Activity
Where does the string "BrasilApiService" appear in the records? Copy every line that contains it.

Stored data entries
= = = =

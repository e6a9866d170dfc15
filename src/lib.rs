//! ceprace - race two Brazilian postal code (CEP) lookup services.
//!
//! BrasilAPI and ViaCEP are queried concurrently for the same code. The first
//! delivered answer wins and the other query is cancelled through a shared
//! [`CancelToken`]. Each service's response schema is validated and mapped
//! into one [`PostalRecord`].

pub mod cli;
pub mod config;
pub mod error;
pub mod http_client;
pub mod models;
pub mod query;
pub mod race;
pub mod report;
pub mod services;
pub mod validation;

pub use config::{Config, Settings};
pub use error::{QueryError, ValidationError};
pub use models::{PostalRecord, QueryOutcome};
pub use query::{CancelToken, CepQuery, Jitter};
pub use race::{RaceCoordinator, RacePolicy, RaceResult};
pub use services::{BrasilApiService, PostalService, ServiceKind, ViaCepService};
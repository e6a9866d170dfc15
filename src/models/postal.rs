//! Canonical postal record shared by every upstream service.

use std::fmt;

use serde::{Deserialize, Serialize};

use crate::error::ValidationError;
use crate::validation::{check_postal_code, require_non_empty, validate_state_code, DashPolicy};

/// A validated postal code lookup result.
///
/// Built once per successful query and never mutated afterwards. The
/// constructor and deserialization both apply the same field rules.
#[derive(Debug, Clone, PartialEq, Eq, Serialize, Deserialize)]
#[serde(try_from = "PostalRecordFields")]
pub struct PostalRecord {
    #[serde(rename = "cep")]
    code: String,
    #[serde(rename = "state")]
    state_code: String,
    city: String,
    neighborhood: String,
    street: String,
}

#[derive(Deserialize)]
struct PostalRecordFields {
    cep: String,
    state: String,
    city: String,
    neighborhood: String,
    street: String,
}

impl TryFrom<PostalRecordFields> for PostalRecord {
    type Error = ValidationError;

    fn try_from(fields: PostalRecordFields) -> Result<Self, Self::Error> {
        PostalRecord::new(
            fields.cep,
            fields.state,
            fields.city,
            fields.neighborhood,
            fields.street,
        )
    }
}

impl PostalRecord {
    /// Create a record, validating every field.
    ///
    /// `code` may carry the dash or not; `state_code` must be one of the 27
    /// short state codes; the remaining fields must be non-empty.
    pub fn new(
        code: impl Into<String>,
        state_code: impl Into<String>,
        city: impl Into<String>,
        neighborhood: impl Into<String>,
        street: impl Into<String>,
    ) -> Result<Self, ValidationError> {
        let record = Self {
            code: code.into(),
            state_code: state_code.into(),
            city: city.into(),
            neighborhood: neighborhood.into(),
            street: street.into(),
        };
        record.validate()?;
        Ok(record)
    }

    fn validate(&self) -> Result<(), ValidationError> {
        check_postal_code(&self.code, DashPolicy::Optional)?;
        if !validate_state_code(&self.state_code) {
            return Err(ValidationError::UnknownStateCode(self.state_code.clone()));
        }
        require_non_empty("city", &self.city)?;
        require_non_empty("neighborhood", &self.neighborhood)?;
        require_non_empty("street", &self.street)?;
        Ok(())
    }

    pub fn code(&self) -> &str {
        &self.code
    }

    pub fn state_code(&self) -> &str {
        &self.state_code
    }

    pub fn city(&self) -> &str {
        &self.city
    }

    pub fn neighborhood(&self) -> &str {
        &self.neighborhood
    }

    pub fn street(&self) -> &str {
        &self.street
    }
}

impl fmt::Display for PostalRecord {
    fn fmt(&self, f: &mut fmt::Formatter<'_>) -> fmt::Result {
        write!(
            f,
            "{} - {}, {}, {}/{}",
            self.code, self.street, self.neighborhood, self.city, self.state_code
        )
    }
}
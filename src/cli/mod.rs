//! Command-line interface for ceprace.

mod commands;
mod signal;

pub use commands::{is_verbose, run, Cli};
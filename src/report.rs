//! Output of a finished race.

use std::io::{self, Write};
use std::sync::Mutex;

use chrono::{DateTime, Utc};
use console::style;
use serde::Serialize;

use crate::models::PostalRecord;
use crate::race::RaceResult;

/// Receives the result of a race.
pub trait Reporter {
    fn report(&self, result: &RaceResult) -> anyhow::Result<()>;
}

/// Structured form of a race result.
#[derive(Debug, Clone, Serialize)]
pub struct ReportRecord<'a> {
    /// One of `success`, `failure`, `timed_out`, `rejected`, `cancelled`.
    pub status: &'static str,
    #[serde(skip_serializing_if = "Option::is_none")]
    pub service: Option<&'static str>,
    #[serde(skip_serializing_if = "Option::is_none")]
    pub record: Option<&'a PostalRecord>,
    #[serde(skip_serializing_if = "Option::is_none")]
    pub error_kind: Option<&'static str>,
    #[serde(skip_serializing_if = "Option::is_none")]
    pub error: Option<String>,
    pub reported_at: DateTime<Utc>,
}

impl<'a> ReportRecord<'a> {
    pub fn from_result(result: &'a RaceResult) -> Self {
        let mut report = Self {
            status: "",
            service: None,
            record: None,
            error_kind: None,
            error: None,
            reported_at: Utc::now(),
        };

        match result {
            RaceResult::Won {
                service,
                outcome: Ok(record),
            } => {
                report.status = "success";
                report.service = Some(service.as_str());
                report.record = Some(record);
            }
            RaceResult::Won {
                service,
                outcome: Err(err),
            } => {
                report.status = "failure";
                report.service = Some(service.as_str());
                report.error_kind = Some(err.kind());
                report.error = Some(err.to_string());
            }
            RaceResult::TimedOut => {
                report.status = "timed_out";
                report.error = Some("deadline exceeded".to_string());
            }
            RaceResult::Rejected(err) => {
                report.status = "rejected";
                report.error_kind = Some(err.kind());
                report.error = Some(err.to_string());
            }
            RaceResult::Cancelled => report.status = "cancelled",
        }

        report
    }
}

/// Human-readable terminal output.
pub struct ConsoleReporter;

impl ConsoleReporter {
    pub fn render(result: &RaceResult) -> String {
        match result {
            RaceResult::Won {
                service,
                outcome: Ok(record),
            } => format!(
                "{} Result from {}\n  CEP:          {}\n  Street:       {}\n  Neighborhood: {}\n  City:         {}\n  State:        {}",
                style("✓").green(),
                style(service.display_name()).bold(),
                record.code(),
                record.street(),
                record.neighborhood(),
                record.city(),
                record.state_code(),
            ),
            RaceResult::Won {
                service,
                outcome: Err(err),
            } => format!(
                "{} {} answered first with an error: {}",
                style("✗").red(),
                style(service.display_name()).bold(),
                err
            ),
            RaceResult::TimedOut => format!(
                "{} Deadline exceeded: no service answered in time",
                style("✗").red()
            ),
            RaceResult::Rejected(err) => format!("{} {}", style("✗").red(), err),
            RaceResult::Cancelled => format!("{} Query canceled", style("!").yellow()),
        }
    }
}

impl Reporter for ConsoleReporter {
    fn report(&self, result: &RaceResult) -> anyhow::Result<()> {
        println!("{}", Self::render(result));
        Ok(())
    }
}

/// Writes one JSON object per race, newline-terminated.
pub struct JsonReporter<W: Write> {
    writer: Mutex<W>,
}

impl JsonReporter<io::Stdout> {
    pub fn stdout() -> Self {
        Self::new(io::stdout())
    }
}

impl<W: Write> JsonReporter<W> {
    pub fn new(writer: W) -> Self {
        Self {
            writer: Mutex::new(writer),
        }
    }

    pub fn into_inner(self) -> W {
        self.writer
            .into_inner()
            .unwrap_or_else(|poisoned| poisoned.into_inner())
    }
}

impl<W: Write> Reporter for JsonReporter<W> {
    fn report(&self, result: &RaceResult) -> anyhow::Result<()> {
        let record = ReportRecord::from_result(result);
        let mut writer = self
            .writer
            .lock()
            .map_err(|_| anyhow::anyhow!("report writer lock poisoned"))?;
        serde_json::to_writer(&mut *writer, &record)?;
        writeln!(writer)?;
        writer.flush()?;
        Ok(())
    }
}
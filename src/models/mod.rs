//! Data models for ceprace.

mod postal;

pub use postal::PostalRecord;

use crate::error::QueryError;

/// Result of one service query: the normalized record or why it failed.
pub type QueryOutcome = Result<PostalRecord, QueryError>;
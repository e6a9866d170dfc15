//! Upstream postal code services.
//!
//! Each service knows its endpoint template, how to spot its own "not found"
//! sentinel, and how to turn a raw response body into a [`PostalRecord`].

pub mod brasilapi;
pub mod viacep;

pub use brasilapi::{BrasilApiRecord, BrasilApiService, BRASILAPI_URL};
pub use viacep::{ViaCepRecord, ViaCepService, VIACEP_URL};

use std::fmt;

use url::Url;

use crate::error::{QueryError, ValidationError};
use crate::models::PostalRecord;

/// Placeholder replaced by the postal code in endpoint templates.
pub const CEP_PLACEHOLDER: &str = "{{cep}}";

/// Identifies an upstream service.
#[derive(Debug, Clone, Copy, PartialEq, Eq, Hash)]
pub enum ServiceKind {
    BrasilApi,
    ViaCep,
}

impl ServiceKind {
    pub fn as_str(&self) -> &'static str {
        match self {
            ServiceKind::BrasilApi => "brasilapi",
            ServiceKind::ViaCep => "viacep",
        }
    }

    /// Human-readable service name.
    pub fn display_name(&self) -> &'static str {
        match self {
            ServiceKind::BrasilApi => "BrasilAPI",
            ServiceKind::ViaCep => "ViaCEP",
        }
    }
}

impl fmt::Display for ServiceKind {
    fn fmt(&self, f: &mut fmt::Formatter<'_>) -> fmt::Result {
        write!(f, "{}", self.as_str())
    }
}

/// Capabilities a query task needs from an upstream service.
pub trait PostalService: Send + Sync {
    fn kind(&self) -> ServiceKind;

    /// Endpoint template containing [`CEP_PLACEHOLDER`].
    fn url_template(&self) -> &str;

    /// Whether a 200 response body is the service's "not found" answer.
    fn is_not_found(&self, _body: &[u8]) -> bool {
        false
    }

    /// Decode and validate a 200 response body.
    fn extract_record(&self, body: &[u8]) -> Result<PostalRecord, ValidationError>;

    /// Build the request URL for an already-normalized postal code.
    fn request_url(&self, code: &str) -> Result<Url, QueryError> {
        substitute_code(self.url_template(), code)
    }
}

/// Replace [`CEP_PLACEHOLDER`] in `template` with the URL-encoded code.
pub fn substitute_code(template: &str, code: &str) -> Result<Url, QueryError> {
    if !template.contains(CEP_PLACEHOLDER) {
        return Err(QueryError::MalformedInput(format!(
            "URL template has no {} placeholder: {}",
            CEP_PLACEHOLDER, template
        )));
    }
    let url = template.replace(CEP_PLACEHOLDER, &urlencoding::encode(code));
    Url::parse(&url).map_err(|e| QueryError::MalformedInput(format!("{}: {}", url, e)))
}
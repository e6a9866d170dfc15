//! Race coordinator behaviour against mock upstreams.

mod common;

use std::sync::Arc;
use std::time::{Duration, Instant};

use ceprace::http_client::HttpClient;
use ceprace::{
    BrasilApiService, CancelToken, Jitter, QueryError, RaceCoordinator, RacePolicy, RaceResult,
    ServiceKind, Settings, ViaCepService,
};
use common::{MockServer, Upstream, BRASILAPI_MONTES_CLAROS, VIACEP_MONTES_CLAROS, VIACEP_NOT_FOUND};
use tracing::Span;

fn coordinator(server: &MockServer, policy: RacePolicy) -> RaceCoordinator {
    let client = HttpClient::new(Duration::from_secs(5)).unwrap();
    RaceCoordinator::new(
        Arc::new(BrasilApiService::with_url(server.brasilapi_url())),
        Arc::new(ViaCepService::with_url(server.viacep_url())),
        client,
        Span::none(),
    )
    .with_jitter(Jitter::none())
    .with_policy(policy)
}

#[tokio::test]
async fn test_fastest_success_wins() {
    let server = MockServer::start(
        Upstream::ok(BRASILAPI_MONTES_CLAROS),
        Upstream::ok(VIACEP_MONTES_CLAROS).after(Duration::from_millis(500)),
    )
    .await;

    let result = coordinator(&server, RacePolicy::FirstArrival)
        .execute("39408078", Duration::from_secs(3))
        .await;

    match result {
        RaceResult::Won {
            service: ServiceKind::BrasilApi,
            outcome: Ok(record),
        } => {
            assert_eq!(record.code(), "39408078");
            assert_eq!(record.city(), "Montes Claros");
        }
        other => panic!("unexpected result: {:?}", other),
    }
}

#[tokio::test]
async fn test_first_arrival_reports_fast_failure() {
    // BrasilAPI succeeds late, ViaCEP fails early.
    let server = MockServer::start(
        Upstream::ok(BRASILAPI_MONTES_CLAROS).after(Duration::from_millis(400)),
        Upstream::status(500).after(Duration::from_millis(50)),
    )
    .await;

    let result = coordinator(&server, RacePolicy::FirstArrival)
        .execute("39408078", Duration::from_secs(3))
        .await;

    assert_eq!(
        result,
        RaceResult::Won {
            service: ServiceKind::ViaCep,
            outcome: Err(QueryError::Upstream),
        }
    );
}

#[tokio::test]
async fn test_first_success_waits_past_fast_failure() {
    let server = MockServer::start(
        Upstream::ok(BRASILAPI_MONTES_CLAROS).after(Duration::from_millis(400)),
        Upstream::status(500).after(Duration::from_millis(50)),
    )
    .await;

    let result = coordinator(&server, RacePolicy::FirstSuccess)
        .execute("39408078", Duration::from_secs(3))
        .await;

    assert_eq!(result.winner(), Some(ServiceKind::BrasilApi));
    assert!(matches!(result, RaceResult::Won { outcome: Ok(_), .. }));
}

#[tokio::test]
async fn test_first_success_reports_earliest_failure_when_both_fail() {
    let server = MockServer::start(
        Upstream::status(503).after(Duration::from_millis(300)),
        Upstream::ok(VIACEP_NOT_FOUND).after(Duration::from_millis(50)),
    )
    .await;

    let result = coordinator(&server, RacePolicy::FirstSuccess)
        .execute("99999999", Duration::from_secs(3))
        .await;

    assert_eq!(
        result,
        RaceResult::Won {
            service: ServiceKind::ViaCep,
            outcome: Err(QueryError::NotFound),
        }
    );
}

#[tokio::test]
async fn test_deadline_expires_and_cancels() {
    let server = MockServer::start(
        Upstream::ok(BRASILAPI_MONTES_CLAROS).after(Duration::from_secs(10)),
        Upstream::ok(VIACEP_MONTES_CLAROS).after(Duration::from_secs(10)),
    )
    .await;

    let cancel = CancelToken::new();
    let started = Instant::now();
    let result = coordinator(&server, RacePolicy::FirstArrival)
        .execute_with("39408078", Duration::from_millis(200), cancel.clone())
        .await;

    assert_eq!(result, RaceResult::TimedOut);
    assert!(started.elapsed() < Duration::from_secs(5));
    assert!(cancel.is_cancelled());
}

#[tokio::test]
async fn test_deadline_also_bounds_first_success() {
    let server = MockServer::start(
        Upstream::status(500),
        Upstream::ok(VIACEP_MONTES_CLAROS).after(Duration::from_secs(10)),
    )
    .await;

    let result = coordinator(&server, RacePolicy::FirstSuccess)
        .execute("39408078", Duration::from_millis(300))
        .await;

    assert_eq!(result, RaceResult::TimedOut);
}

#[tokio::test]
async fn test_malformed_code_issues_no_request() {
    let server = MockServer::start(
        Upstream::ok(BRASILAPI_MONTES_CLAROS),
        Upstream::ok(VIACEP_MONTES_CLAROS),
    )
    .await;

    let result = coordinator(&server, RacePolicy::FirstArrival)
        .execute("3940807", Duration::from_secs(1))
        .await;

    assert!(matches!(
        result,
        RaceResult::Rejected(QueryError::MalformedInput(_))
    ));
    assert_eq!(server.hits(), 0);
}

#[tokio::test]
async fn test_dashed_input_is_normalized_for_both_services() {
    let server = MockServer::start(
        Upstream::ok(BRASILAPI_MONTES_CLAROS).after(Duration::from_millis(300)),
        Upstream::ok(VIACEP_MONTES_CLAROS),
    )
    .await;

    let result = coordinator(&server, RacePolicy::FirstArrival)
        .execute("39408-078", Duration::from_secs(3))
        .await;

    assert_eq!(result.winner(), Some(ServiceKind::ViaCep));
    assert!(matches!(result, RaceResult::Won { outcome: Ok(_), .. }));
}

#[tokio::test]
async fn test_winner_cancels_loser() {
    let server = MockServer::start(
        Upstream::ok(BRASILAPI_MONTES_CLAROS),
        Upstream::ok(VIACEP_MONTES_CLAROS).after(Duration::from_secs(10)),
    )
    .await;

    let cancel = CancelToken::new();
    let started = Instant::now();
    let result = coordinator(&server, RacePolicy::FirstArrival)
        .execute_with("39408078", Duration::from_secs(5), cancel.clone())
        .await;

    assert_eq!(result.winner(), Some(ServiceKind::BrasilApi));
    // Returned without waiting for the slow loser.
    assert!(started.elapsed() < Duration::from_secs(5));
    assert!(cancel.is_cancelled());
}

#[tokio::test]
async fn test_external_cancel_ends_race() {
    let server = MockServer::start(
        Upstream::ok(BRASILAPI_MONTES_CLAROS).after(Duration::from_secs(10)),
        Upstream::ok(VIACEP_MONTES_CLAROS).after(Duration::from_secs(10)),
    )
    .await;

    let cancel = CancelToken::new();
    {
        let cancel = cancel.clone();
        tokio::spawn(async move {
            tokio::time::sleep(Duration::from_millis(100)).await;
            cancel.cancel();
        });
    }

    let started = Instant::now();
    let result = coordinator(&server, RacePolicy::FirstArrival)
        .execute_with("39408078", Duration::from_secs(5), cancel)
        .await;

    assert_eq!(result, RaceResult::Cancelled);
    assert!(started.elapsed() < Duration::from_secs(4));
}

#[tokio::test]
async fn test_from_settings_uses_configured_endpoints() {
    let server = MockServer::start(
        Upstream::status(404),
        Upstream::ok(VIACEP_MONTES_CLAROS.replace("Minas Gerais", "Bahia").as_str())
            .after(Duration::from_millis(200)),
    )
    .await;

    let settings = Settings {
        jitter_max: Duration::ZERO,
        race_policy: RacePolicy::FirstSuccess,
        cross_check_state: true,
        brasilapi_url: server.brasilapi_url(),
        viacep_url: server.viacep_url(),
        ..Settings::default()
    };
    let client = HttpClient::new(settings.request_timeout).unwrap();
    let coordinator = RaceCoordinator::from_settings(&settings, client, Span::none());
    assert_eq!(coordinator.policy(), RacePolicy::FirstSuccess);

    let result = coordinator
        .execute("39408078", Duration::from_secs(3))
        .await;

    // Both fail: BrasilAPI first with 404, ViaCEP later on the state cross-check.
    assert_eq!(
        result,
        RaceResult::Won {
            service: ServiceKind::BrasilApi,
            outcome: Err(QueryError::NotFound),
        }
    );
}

= = = =

Expected answer
pub use services::{BrasilApiService, PostalService, ServiceKind, ViaCepService};
pub use brasilapi::{BrasilApiRecord, BrasilApiService, BRASILAPI_URL};
    BrasilApiService, CancelToken, Jitter, QueryError, RaceCoordinator, RacePolicy, RaceResult,
        Arc::new(BrasilApiService::with_url(server.brasilapi_url())),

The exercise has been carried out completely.